Compound 23 was identified as having acceptable pharmacokinetic properties and demonstrated
efficacy in a rat collagen induced arthritis model.
Spleen Tyrosine Kinase (Syk) is a non-receptor tyrosine kinase important for the amplification of
immune signaling through Fc receptors, B-cell receptors and integrin engagement.¹ It is broadly
expressed, with the highest levels in hematopoietic cells including mast cells, macrophages,
neutrophils, dendritic cells, NK cells and B cells. The downstream consequences of Fc receptor
signaling such as TNF release from macrophages, oxidative burst from neutrophils, IL-17 and
prostanoid release from mast cells are all thought to contribute to the pathogenesis of rheumatoid
arthritis (RA). Therefore, Syk inhibitors could be useful as therapeutic agents for RA as well as
other immunological diseases.
Several Syk inhibitors have advanced into clinical trials. Fostamatinib is the prodrug of the
active compound tamatinib (1), which is a non-selective kinase inhibitor and therefore not
considered to be an appropriate compound to establish proof of concept for RA through
inhibition of Syk.^2,3 There have been several additional Syk inhibitors reported in the clinic
including Portola’s PRT-062607 (2), Gilead’s GS-9973 (3) and Merck’s MK-8457 (4).⁴ This
paper will describe the design of a set of furano[3,2-d]pyrimidines that are selective inhibitors of

Syk, along with how we optimized their profile to support their progression into in vivo models
of arthritis.
Figure 1. Known Syk inhibitors and starting furano[3,2-d]pyrimdine 6
Our entry into the furano[3,2-d]pyrimidine series started from the thoroughly explored
pyrrolo[2,3-d]pyrimidine scaffold from which inhibitors for many kinases such as Jak’s ^5a, Src^5b,
Akt^5c, BTK^5d and PDK1^5e have been described. More recently, GSK disclosed on a series of
pyrrolo[2,3-d]pyrimidine Syk inhibitors with compound 5 being a representative example.⁶ It is
widely recognized that pyrrolo[2,3-d]pyrimidine kinase inhibitors suffer from poor kinase
selectivity due predominantly to the H-bond donor-acceptor-donor motif comprising the hinge-
binding element. We reasoned that replacing one of the hinge H-bond donors with a C-H would
attenuate the hinge-binding potential, and through optimization of interactions with more distal
residues afford a more selective inhibitor. To test this hypothesis, the furano[3,2-d]pyrimidine
compound 6 was synthesized and showed a ~30-fold reduction in Syk potency (Table 1).
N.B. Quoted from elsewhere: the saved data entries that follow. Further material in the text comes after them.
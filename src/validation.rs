use crate::error::{OrchestratorError, Result};
use regex::Regex;

/// EVM-style address: `0x` followed by 40 hex characters. Narrower formats
/// (ENS names, other chains) are out of scope — this only guards against
/// obviously malformed input reaching an adapter call.
const WALLET_ADDRESS_PATTERN: &str = r"^0x[a-fA-F0-9]{40}$";

const MAX_ACTION_LENGTH: usize = 200;

pub struct Validator {
    wallet_address_regex: Regex,
}

impl Validator {
    pub fn new() -> Result<Self> {
        let wallet_address_regex = Regex::new(WALLET_ADDRESS_PATTERN)
            .map_err(|e| OrchestratorError::Configuration(format!("invalid wallet regex: {e}")))?;
        Ok(Self { wallet_address_regex })
    }

    pub fn validate_wallet_address(&self, address: &str) -> Result<()> {
        if !self.wallet_address_regex.is_match(address) {
            return Err(OrchestratorError::Validation(format!(
                "'{address}' is not a well-formed wallet address"
            )));
        }
        Ok(())
    }

    pub fn validate_action(&self, action: &str) -> Result<()> {
        let trimmed = action.trim();
        if trimmed.is_empty() {
            return Err(OrchestratorError::Validation("action must not be empty".to_string()));
        }
        if trimmed.len() > MAX_ACTION_LENGTH {
            return Err(OrchestratorError::Validation(format!(
                "action exceeds {MAX_ACTION_LENGTH} characters"
            )));
        }
        Ok(())
    }
}

impl Default for Validator {
    fn default() -> Self {
        Self::new().expect("wallet address pattern is a fixed, valid regex")
    }
}

#[cfg(test)]
mod tests {
    use super::*;

    #[test]
    fn accepts_well_formed_wallet_address() {
        let validator = Validator::default();
        assert!(validator
            .validate_wallet_address("0x000000000000000000000000000000000000aB")
            .is_ok());
    }

    #[test]
    fn rejects_malformed_wallet_address() {
        let validator = Validator::default();
        assert!(validator.validate_wallet_address("not-an-address").is_err());
        assert!(validator.validate_wallet_address("0x123").is_err());
    }

    #[test]
    fn rejects_empty_action() {
        let validator = Validator::default();
        assert!(validator.validate_action("   ").is_err());
    }

    #[test]
    fn rejects_overlong_action() {
        let validator = Validator::default();
        let long_action = "a".repeat(MAX_ACTION_LENGTH + 1);
        assert!(validator.validate_action(&long_action).is_err());
    }
}
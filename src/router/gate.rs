use std::sync::Arc;
use tokio::sync::{Semaphore, SemaphorePermit};

/// Bounds how many messages the router dispatches concurrently, independent
/// of the priority queue's storage cap. Acquiring a permit blocks until a
/// slot frees, giving natural backpressure instead of spawning unbounded
/// dispatch tasks.
pub struct ConcurrencyGate {
    semaphore: Arc<Semaphore>,
}

impl ConcurrencyGate {
    pub fn new(max_concurrent: usize) -> Self {
        Self {
            semaphore: Arc::new(Semaphore::new(max_concurrent.max(1))),
        }
    }

    pub async fn acquire(&self) -> SemaphorePermit<'_> {
        self.semaphore
            .acquire()
            .await
            .expect("gate semaphore is never closed")
    }

    pub fn available_permits(&self) -> usize {
        self.semaphore.available_permits()
    }
}

#[cfg(test)]
mod tests {
    use super::*;

    #[tokio::test]
    async fn limits_concurrent_holders() {
        let gate = ConcurrencyGate::new(2);
        assert_eq!(gate.available_permits(), 2);

        let p1 = gate.acquire().await;
        let p2 = gate.acquire().await;
        assert_eq!(gate.available_permits(), 0);

        drop(p1);
        assert_eq!(gate.available_permits(), 1);
        drop(p2);
        assert_eq!(gate.available_permits(), 2);
    }
}
use crate::error::{OrchestratorError, Result};
use crate::models::Message;
use chrono::{DateTime, Utc};
use std::cmp::Ordering;
use std::collections::BinaryHeap;
use std::sync::Arc;
use tokio::sync::Mutex;
use tracing::{debug, info};

struct QueuedMessage {
    message: Message,
    priority: i32,
    enqueued_at: DateTime<Utc>,
}

impl PartialEq for QueuedMessage {
    fn eq(&self, other: &Self) -> bool {
        self.priority == other.priority && self.enqueued_at == other.enqueued_at
    }
}
impl Eq for QueuedMessage {}

impl PartialOrd for QueuedMessage {
    fn partial_cmp(&self, other: &Self) -> Option<Ordering> {
        Some(self.cmp(other))
    }
}

impl Ord for QueuedMessage {
    /// `BinaryHeap` is a max-heap, so to pop in "priority desc, timestamp
    /// asc" order: higher priority ranks greater, and for equal priority an
    /// earlier timestamp must also rank greater (reversed comparison).
    fn cmp(&self, other: &Self) -> Ordering {
        self.priority
            .cmp(&other.priority)
            .then_with(|| other.enqueued_at.cmp(&self.enqueued_at))
    }
}

/// Bounded priority queue of in-flight messages, ordered by priority then
/// FIFO within a priority tier.
pub struct PriorityQueue {
    heap: Arc<Mutex<BinaryHeap<QueuedMessage>>>,
    max_size: usize,
}

impl PriorityQueue {
    pub fn new(max_size: usize) -> Self {
        Self {
            heap: Arc::new(Mutex::new(BinaryHeap::new())),
            max_size,
        }
    }

    pub async fn enqueue(&self, message: Message, priority: i32) -> Result<()> {
        let mut heap = self.heap.lock().await;
        if heap.len() >= self.max_size {
            return Err(OrchestratorError::Concurrency(format!(
                "message queue full (max: {})",
                self.max_size
            )));
        }
        heap.push(QueuedMessage {
            message,
            priority,
            enqueued_at: Utc::now(),
        });
        debug!(queue_len = heap.len(), "message enqueued");
        Ok(())
    }

    pub async fn dequeue(&self) -> Option<Message> {
        let mut heap = self.heap.lock().await;
        heap.pop().map(|q| q.message)
    }

    pub async fn len(&self) -> usize {
        self.heap.lock().await.len()
    }

    pub async fn is_empty(&self) -> bool {
        self.len().await == 0
    }

    pub async fn clear(&self) {
        let mut heap = self.heap.lock().await;
        let count = heap.len();
        heap.clear();
        info!(count, "cleared message queue");
    }
}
The
potency of this first analog was too weak to establish an improved selectivity profile and the

strategy focused on targeting other regions of the protein binding site to enhance binding
potency.
Table 1. Syk enzyme potency
Syk IC₅₀ (M)^a
Compound
0.017
0.561
5
6
^a Syk IC₅₀ determined using an HTRF format (see supplementary material for details)
Our optimization strategy was based on a structural model of 6 in Syk to identify potential
interactions that could improve the Syk affinity. We constructed the model from the tamatinib
crystal structure (PDB code 3FQS)⁷ using Glide software⁸. The model (Figure 2) showed two
distinct hinge interactions of the furano[3,2-d]pyrimidine core with the Ala451 NH and C=O.
The propylbenzamide was directed towards the extended hinge region while the
trifluoroethylamine was positioned under the glycine rich loop. One key structural feature in the
Syk ATP binding pocket is the relatively rare Pro455 residue with only 8 other kinases having a
proline at this position. In Syk, Pro455 creates a narrow channel at the extended hinge region
and presents an opportunity to make favorable CH/ interactions with aromatic ring systems.⁹
Figure 2. Model of Compound 6 in the catalytic domain of human Syk Kinase. This model was
based on crystal structure of Tamatinib bound to Syk (PDB code: 3FQS)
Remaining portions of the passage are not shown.